(Collected data)
_ _ _ _
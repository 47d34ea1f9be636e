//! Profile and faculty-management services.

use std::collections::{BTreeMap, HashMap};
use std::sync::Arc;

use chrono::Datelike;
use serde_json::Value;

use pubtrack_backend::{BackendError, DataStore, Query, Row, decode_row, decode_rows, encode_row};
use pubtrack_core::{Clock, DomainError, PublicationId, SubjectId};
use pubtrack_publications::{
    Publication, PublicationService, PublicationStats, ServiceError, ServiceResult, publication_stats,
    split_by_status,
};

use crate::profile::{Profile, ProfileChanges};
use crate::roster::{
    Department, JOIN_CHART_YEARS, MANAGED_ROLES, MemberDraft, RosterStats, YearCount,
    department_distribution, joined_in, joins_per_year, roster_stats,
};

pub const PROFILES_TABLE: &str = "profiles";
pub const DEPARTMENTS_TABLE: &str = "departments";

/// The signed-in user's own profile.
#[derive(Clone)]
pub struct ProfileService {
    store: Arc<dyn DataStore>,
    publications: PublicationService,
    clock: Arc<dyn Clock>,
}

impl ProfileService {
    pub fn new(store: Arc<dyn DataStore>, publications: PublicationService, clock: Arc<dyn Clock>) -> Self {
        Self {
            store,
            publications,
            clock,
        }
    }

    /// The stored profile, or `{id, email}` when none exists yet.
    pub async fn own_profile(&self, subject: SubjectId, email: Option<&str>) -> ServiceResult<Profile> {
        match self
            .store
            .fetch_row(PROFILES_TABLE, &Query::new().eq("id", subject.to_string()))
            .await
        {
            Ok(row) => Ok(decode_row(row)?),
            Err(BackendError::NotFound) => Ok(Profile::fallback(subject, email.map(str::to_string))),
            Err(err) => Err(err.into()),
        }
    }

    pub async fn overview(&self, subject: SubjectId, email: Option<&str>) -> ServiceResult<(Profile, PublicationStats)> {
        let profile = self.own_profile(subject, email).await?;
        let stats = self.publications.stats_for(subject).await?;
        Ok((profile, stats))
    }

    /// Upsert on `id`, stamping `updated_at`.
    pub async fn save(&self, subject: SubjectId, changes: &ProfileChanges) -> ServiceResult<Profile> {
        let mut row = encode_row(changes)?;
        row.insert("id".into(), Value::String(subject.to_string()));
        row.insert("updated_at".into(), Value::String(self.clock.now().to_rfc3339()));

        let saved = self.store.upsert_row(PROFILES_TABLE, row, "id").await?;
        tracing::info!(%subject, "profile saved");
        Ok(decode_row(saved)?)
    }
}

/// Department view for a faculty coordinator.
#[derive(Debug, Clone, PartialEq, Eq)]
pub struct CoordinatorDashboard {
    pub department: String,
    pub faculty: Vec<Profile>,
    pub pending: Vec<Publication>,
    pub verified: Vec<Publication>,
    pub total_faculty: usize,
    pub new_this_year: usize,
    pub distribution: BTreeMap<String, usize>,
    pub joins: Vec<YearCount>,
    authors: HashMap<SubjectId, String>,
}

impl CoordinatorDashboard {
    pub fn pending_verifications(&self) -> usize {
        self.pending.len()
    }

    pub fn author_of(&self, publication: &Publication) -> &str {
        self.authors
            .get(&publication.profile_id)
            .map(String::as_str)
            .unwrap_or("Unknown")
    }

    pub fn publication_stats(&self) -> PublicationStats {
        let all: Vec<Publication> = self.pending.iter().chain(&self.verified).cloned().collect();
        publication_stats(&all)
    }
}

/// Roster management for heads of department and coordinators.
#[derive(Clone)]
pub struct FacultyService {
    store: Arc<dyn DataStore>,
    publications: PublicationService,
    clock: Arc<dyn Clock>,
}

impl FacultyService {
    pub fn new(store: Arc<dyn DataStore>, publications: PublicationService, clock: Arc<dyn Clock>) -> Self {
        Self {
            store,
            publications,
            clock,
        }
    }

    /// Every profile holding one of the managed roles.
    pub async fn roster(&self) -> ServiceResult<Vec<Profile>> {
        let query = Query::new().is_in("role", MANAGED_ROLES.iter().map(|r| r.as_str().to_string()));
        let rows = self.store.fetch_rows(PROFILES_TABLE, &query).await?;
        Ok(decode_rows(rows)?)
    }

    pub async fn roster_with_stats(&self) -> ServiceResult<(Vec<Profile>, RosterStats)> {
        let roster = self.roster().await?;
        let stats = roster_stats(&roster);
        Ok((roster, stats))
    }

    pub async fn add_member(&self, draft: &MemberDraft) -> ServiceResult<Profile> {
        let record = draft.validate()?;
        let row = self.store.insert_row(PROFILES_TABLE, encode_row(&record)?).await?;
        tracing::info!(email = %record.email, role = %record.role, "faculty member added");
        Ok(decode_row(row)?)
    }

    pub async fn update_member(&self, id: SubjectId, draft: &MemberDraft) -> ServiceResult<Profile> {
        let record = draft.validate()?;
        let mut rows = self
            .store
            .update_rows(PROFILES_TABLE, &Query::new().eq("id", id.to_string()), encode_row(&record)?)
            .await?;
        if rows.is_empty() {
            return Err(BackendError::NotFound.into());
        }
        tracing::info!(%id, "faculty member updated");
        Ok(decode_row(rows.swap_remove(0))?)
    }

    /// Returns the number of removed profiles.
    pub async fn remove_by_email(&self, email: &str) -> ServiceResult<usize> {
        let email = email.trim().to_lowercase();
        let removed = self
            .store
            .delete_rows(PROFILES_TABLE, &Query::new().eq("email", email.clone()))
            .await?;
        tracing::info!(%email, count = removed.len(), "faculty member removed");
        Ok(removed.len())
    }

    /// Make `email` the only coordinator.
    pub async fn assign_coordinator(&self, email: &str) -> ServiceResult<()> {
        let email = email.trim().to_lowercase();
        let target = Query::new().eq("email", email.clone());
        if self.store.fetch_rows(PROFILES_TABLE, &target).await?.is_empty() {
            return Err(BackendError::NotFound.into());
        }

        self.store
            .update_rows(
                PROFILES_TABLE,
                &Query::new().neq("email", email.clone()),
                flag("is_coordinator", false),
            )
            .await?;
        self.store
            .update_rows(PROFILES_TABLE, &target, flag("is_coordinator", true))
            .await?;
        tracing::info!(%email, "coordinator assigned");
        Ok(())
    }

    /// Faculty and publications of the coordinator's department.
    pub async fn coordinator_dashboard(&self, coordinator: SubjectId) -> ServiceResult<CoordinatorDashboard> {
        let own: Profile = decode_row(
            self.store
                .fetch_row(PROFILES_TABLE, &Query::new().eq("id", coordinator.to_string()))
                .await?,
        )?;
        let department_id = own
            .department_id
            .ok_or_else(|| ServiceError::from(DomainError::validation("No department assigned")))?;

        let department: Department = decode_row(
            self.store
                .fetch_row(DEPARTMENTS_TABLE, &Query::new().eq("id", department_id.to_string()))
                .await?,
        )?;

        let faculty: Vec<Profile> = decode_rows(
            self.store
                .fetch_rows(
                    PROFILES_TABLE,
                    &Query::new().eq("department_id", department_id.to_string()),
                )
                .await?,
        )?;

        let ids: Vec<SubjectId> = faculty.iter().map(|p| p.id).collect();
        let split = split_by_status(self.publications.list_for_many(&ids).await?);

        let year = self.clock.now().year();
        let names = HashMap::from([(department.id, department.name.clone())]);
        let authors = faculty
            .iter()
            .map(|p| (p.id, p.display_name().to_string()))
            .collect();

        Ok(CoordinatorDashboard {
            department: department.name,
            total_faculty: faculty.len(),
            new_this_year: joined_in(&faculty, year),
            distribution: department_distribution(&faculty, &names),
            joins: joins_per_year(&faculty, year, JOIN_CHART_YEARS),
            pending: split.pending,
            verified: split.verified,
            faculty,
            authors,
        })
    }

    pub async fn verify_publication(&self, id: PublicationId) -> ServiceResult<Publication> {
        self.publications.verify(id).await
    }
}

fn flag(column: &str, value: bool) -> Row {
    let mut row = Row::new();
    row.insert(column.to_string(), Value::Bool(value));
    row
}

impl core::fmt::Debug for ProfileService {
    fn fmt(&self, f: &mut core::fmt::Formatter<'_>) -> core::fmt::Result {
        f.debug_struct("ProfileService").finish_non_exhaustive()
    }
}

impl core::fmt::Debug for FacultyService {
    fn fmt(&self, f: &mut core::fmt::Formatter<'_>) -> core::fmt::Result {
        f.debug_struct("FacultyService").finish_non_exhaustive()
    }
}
_ _ _ _
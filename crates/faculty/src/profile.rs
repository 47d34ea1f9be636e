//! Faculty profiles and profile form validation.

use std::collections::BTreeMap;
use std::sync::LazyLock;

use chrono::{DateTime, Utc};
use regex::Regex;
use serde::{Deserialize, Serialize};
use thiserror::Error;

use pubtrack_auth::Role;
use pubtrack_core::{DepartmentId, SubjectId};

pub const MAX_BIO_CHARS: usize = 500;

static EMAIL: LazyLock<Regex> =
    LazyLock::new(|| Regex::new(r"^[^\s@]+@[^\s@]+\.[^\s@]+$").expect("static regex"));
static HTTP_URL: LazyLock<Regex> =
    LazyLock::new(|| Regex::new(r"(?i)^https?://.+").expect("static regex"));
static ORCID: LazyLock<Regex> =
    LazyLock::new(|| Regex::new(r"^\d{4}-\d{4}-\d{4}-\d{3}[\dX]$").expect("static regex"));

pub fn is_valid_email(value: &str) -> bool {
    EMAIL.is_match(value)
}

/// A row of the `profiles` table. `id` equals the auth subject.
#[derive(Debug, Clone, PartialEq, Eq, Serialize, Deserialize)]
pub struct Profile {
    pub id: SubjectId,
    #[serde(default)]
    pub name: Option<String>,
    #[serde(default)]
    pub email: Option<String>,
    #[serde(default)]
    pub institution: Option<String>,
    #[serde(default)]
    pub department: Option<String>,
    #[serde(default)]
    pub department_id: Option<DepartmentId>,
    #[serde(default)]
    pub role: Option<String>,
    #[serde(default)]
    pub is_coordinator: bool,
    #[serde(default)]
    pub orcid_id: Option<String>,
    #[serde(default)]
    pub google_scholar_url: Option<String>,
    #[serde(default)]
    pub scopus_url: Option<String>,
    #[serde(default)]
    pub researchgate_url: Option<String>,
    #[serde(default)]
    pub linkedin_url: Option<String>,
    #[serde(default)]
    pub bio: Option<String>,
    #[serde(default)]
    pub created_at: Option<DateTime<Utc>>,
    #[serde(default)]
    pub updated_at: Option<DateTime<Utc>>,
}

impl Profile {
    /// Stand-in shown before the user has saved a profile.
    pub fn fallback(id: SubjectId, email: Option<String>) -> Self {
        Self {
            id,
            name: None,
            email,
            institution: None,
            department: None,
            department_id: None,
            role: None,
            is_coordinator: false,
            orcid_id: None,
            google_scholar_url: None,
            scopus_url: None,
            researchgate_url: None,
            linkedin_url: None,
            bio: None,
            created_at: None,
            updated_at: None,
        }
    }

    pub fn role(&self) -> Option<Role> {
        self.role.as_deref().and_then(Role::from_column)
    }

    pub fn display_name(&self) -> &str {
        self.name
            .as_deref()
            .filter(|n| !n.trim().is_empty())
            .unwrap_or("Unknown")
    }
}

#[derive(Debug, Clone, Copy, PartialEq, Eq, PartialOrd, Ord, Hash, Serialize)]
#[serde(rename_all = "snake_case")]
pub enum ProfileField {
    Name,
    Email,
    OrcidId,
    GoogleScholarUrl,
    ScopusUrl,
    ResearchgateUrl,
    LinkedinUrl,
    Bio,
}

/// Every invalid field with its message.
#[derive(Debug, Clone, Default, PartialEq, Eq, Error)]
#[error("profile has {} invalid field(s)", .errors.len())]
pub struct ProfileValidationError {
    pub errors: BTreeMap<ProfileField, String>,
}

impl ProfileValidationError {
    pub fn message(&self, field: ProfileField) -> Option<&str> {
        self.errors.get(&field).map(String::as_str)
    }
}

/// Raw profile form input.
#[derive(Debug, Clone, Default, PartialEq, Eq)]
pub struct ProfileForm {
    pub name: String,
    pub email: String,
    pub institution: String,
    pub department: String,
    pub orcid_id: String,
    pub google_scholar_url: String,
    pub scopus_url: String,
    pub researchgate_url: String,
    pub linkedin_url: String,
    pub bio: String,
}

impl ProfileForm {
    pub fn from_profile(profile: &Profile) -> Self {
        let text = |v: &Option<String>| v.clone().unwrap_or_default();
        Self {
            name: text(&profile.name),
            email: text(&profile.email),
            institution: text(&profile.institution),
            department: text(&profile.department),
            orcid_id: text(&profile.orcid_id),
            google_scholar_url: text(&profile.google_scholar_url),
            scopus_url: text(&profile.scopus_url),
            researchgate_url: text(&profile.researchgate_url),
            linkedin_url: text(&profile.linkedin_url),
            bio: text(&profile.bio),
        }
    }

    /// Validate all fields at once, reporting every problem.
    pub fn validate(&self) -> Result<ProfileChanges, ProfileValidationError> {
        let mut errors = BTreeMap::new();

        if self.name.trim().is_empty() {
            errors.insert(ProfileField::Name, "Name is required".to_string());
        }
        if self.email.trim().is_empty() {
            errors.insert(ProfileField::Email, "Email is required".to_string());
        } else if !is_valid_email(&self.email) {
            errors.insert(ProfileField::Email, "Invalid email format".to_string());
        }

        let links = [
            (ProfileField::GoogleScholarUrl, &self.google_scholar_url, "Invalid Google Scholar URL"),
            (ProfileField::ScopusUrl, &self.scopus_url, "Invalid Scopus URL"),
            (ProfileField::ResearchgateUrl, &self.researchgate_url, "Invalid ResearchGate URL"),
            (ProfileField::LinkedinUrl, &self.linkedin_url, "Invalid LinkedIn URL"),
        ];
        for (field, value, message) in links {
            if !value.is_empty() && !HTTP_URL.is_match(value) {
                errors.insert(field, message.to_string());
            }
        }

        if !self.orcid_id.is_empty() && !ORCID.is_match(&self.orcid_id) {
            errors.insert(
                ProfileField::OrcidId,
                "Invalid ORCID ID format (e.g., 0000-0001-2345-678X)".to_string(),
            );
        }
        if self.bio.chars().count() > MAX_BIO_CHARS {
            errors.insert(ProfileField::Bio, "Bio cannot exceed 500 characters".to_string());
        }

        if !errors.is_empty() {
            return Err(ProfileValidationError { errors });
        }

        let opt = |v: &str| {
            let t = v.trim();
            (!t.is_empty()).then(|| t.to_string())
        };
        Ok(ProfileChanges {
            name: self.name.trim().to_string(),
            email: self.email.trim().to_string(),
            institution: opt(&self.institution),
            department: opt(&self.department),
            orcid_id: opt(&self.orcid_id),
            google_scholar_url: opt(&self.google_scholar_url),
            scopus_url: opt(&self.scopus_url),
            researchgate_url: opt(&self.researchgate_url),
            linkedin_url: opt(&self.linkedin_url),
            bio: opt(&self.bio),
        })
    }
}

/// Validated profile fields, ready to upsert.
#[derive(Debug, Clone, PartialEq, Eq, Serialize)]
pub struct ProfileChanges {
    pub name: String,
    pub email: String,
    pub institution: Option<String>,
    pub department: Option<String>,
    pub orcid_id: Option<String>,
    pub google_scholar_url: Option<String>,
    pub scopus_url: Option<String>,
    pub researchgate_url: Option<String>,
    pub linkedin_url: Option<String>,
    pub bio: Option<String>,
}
_ _ _ _
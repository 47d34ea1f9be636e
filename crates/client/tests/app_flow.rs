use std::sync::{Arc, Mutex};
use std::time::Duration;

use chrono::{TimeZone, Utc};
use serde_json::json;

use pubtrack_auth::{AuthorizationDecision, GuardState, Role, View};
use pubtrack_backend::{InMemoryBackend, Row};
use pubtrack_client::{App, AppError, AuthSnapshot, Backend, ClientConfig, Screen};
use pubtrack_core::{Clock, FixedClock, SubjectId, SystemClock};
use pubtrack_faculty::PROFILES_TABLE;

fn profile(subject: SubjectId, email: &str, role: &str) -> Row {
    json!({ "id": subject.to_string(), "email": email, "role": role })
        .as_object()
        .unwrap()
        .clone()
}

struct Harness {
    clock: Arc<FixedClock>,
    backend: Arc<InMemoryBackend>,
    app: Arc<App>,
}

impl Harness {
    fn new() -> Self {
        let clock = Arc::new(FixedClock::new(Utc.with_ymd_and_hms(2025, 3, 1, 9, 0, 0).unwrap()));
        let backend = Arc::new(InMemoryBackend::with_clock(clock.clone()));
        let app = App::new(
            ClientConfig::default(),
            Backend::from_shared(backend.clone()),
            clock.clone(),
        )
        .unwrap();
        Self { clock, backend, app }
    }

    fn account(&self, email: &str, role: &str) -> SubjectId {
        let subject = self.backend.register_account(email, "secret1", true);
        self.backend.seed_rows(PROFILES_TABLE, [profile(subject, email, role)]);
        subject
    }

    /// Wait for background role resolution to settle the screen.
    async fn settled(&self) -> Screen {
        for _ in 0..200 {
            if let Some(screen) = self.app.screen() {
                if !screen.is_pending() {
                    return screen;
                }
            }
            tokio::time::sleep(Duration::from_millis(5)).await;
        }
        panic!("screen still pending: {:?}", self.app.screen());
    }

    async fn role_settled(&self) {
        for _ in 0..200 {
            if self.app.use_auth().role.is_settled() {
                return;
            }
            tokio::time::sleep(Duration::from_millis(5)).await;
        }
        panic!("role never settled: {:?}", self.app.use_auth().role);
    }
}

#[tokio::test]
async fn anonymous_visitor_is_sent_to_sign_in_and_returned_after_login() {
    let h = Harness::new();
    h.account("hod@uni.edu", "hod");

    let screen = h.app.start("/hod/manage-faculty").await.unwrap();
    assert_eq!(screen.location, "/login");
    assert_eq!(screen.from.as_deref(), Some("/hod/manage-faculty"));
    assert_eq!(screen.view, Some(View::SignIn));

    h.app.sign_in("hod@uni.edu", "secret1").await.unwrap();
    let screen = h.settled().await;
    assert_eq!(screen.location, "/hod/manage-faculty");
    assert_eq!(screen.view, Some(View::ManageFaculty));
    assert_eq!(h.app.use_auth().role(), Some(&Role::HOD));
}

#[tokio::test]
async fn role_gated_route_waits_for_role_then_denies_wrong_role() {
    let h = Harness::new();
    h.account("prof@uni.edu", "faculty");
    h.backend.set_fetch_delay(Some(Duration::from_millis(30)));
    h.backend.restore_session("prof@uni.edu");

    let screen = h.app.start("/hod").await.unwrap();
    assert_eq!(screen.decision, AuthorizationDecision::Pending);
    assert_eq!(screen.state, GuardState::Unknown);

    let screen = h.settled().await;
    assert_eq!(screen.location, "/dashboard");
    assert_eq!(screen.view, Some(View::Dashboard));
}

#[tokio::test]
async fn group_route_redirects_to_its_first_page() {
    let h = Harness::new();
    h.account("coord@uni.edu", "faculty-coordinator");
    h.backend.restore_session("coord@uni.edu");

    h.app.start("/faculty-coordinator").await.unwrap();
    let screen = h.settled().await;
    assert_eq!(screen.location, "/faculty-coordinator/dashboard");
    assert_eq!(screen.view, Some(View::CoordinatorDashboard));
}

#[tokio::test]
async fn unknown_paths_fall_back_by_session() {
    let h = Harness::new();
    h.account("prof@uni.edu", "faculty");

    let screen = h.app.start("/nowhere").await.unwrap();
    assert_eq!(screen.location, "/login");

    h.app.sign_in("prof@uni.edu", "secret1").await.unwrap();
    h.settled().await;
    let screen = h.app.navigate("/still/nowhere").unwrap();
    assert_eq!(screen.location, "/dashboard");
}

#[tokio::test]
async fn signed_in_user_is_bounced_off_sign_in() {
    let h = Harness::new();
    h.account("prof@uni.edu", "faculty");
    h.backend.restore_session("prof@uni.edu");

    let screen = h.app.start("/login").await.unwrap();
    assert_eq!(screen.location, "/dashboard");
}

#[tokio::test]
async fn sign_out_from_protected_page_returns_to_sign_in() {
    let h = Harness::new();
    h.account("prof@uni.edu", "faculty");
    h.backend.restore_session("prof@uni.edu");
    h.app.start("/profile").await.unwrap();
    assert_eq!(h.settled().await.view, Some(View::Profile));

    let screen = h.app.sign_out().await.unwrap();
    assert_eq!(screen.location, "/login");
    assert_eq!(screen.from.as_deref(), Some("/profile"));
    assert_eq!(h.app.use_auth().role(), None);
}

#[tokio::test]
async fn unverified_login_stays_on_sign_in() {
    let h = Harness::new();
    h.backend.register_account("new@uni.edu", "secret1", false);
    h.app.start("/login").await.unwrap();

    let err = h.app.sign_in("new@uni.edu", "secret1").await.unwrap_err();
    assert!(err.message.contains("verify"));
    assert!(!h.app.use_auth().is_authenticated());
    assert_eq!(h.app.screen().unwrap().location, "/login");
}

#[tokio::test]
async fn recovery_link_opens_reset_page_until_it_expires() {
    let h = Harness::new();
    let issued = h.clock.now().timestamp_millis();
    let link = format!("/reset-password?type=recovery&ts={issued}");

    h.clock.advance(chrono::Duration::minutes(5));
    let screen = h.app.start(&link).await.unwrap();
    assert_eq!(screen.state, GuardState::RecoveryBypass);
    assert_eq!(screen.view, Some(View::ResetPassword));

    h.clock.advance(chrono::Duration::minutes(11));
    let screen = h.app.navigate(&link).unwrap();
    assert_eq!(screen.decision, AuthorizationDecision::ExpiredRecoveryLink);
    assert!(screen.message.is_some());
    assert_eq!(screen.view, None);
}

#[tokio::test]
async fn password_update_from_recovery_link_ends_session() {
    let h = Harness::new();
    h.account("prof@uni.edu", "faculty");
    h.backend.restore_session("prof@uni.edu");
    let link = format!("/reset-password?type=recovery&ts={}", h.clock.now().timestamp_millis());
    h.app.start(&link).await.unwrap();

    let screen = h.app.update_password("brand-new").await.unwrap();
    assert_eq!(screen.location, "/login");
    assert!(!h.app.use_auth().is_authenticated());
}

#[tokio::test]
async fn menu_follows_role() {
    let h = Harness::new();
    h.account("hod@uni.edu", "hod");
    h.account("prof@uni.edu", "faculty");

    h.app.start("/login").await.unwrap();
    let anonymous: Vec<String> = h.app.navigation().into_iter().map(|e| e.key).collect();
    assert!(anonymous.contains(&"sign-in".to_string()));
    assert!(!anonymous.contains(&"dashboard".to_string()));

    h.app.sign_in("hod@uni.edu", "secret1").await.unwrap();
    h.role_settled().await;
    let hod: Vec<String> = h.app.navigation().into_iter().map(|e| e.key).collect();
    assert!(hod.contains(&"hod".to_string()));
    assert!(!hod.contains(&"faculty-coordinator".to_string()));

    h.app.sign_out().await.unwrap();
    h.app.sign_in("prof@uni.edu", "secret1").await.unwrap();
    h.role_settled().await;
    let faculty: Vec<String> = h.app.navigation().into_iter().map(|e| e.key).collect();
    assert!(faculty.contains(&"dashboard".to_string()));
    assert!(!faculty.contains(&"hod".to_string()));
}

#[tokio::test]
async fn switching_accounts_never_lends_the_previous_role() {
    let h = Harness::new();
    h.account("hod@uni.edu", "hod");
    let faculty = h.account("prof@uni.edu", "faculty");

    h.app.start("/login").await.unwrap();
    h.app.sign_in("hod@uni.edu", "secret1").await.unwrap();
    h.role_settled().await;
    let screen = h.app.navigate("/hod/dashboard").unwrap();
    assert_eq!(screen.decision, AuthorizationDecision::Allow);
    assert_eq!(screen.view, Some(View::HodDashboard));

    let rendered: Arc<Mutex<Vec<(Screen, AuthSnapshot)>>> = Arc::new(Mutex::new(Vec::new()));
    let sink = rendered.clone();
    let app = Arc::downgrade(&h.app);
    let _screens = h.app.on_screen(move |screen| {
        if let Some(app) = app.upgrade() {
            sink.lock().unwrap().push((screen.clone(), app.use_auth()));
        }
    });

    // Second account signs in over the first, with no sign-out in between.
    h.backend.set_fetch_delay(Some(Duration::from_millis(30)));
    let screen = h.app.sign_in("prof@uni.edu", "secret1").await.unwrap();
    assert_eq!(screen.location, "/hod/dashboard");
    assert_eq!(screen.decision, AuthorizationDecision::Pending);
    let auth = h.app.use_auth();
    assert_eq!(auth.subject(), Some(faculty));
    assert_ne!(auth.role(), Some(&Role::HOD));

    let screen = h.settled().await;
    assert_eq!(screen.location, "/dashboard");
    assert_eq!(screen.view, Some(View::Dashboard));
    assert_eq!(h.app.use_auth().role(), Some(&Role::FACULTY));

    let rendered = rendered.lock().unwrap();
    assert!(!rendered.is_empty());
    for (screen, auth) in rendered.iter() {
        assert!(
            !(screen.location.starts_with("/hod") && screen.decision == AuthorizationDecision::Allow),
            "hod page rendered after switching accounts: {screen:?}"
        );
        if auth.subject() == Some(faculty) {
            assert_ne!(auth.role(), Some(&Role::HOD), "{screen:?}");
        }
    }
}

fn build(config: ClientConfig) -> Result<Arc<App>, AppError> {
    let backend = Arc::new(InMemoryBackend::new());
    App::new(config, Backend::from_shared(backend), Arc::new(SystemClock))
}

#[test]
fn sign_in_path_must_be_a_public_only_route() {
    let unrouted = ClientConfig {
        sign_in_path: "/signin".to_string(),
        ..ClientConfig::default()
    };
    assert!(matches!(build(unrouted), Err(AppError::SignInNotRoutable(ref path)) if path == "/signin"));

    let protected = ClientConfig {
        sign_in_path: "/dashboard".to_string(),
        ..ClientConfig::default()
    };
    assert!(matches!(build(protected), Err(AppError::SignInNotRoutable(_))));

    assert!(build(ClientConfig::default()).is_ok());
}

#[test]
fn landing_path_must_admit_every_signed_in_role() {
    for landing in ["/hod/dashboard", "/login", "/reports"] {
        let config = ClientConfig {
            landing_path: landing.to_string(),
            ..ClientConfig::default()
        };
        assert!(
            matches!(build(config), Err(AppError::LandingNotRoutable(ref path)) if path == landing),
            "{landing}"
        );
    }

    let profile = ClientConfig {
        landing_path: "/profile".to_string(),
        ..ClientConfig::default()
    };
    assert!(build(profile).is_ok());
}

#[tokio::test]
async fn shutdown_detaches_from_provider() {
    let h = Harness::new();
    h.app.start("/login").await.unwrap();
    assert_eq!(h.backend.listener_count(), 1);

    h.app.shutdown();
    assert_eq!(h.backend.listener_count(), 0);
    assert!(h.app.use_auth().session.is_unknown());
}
_ _ _ _
▸ Aim of the task: Using the records above, restate word for word the lines from the one with "pub struct ProfileService" through the one with "none exists yet.", both included.

▸ Reply to the exercise:
pub struct ProfileService {
    store: Arc<dyn DataStore>,
    publications: PublicationService,
    clock: Arc<dyn Clock>,
}

impl ProfileService {
    pub fn new(store: Arc<dyn DataStore>, publications: PublicationService, clock: Arc<dyn Clock>) -> Self {
        Self {
            store,
            publications,
            clock,
        }
    }

    /// The stored profile, or `{id, email}` when none exists yet.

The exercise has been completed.